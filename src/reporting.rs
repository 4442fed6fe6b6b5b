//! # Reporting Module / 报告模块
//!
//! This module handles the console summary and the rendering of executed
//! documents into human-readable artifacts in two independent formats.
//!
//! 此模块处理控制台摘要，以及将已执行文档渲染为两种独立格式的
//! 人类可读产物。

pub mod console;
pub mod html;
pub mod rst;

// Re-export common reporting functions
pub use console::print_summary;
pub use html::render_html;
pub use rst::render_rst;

--

● **Directions**
Could you print the material above once more, exactly as it stands?

● **Finished task**
filename src/reporting.rs
repository 4442fed6fe6b6b5b
//! # Reporting Module / 报告模块
//!
//! This module handles the console summary and the rendering of executed
//! documents into human-readable artifacts in two independent formats.
//!
//! 此模块处理控制台摘要，以及将已执行文档渲染为两种独立格式的
//! 人类可读产物。

pub mod console;
pub mod html;
pub mod rst;

// Re-export common reporting functions
pub use console::print_summary;
pub use html::render_html;
pub use rst::render_rst;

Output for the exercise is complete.